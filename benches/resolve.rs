use criterion::{criterion_group, criterion_main, BenchmarkId, Criterion, Throughput};
use qllama::core::media::resolve;

fn make_input(tags: usize, base: &str) -> String {
    let mut input = String::new();
    for i in 0..tags {
        input.push_str(base);
        if i % 2 == 0 {
            input.push_str(&format!(" <image:/data/frames/{i:05}.jpg> "));
        } else {
            input.push_str(&format!(" <video:https://cdn.example.com/clips/{i}.mp4> "));
        }
    }
    input
}

fn bench_resolve(c: &mut Criterion) {
    let base = "compare the lighting and composition of this frame with the previous one";

    let mut group = c.benchmark_group("resolve");
    for &tags in &[1usize, 50, 500] {
        let input = make_input(tags, base);
        group.throughput(Throughput::Bytes(input.len() as u64));
        group.bench_with_input(BenchmarkId::new("tagged", tags), &input, |b, input| {
            b.iter(|| resolve(input))
        });
    }

    // Angle brackets that never form a tag take the slow path through the scanner.
    let noisy = "if a<b and c>d then <image:missing close ".repeat(200);
    group.throughput(Throughput::Bytes(noisy.len() as u64));
    group.bench_function("malformed", |b| b.iter(|| resolve(&noisy)));

    group.finish();
}

criterion_group!(benches, bench_resolve);
criterion_main!(benches);
use std::io::{self, Write};
use std::path::Path;

use crate::core::config::data::{path_display, Config};
use crate::core::config::defaults::{DEFAULT_ENDPOINT, DEFAULT_REQUEST_TIMEOUT_SECS};
use crate::core::generation::{
    DEFAULT_DEVICE, DEFAULT_MAX_TOKENS, DEFAULT_TEMPERATURE, DEFAULT_TOP_P,
};

fn line<W: Write, T: std::fmt::Display>(
    out: &mut W,
    key: &str,
    value: Option<T>,
    default: impl std::fmt::Display,
) -> io::Result<()> {
    match value {
        Some(value) => writeln!(out, "  {key}: {value}"),
        None => writeln!(out, "  {key}: {default} (default)"),
    }
}

impl Config {
    pub fn print_all<W: Write>(&self, out: &mut W, path: &Path) -> io::Result<()> {
        writeln!(out, "Current configuration ({}):", path_display(path))?;
        line(out, "endpoint", self.endpoint.as_deref(), DEFAULT_ENDPOINT)?;
        match &self.api_key_env {
            Some(var) => {
                let status = if self.api_key().is_some() { "set" } else { "not set" };
                writeln!(out, "  api-key-env: {var} ({status})")?;
            }
            None => writeln!(out, "  api-key-env: (unset)")?,
        }
        line(out, "device", self.device.as_deref(), DEFAULT_DEVICE)?;
        line(out, "temperature", self.temperature, DEFAULT_TEMPERATURE)?;
        line(out, "max-tokens", self.max_tokens, DEFAULT_MAX_TOKENS)?;
        line(out, "top-p", self.top_p, DEFAULT_TOP_P)?;
        line(
            out,
            "do-sample",
            self.do_sample.map(|on| if on { "on" } else { "off" }),
            "on",
        )?;
        match self.system_prompt() {
            Some(prompt) => writeln!(out, "  system-prompt: {prompt:?}")?,
            None => writeln!(out, "  system-prompt: (unset)")?,
        }
        line(
            out,
            "request-timeout",
            self.request_timeout_secs.map(|secs| format!("{secs}s")),
            format!("{DEFAULT_REQUEST_TIMEOUT_SECS}s"),
        )?;

        if self.options.is_empty() {
            writeln!(out, "  options: (none set)")?;
        } else {
            writeln!(out, "  options:")?;
            for (key, value) in &self.options {
                writeln!(out, "    {key} = {value}")?;
            }
        }

        let served: Vec<_> = self
            .models
            .iter()
            .filter_map(|(id, entry)| entry.served_model.as_deref().map(|name| (id, name)))
            .collect();
        if served.is_empty() {
            writeln!(out, "  served-models: (none set)")?;
        } else {
            writeln!(out, "  served-models:")?;
            for (id, name) in served {
                writeln!(out, "    {id}: {name}")?;
            }
        }
        Ok(())
    }
}
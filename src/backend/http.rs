use async_trait::async_trait;
use std::time::Duration;
use tracing::debug;

use crate::api::models::{fetch_models, find_served_model};
use crate::api::{ChatCompletionResponse, ChatRequest};
use crate::backend::{validate_device, BackendError, InferenceBackend};
use crate::utils::url::{construct_api_url, normalize_base_url};

/// Talks to an OpenAI-compatible server (vLLM, llama.cpp, TGI).
pub struct HttpBackend {
    client: reqwest::Client,
    base_url: String,
    api_key: Option<String>,
}

impl HttpBackend {
    pub fn new(
        base_url: &str,
        api_key: Option<String>,
        timeout: Duration,
    ) -> Result<Self, BackendError> {
        let client = reqwest::Client::builder()
            .timeout(timeout)
            .build()
            .map_err(BackendError::Transport)?;

        Ok(Self {
            client,
            base_url: normalize_base_url(base_url),
            api_key,
        })
    }

    pub fn base_url(&self) -> &str {
        &self.base_url
    }
}

#[async_trait]
impl InferenceBackend for HttpBackend {
    async fn probe(&self, model: &str, device: &str) -> Result<(), BackendError> {
        validate_device(device)?;

        let models = fetch_models(&self.client, &self.base_url, self.api_key.as_deref()).await?;
        if find_served_model(&models.data, model).is_some() {
            debug!(model, base_url = %self.base_url, "model is served");
            return Ok(());
        }

        Err(BackendError::ModelNotServed {
            model: model.to_string(),
            available: models.data.into_iter().map(|m| m.id).collect(),
        })
    }

    async fn complete(&self, request: &ChatRequest) -> Result<String, BackendError> {
        let url = construct_api_url(&self.base_url, "chat/completions");
        let mut builder = self
            .client
            .post(url)
            .header("Content-Type", "application/json")
            .json(request);
        if let Some(api_key) = &self.api_key {
            builder = builder.header("Authorization", format!("Bearer {api_key}"));
        }

        let response = builder.send().await.map_err(BackendError::Transport)?;

        if !response.status().is_success() {
            let status = response.status().as_u16();
            let body = response
                .text()
                .await
                .unwrap_or_else(|_| "Unknown error".to_string());
            return Err(BackendError::Status { status, body });
        }

        let completion = response
            .json::<ChatCompletionResponse>()
            .await
            .map_err(|err| BackendError::MalformedResponse(err.to_string()))?;

        let choice = completion
            .choices
            .into_iter()
            .next()
            .ok_or_else(|| BackendError::MalformedResponse("no choices".to_string()))?;
        debug!(finish_reason = ?choice.finish_reason, "completion finished");

        Ok(choice.message.content.unwrap_or_default())
    }
}

#[cfg(test)]
mod tests {
    use super::*;

    #[tokio::test]
    async fn probe_rejects_bad_device_before_any_request() {
        // Port 9 (discard) is never contacted: the device check runs first.
        let backend =
            HttpBackend::new("http://127.0.0.1:9/v1/", None, Duration::from_secs(1)).unwrap();
        assert_eq!(backend.base_url(), "http://127.0.0.1:9/v1");

        let err = backend.probe("any", "tpu").await.unwrap_err();
        assert!(matches!(err, BackendError::UnsupportedDevice(_)));
    }
}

# TASK OBJECTIVE
Copy out each line from the listing that contains the string "InferenceBackend".

# ANSWER AREA
use crate::backend::{validate_device, BackendError, InferenceBackend};
impl InferenceBackend for HttpBackend {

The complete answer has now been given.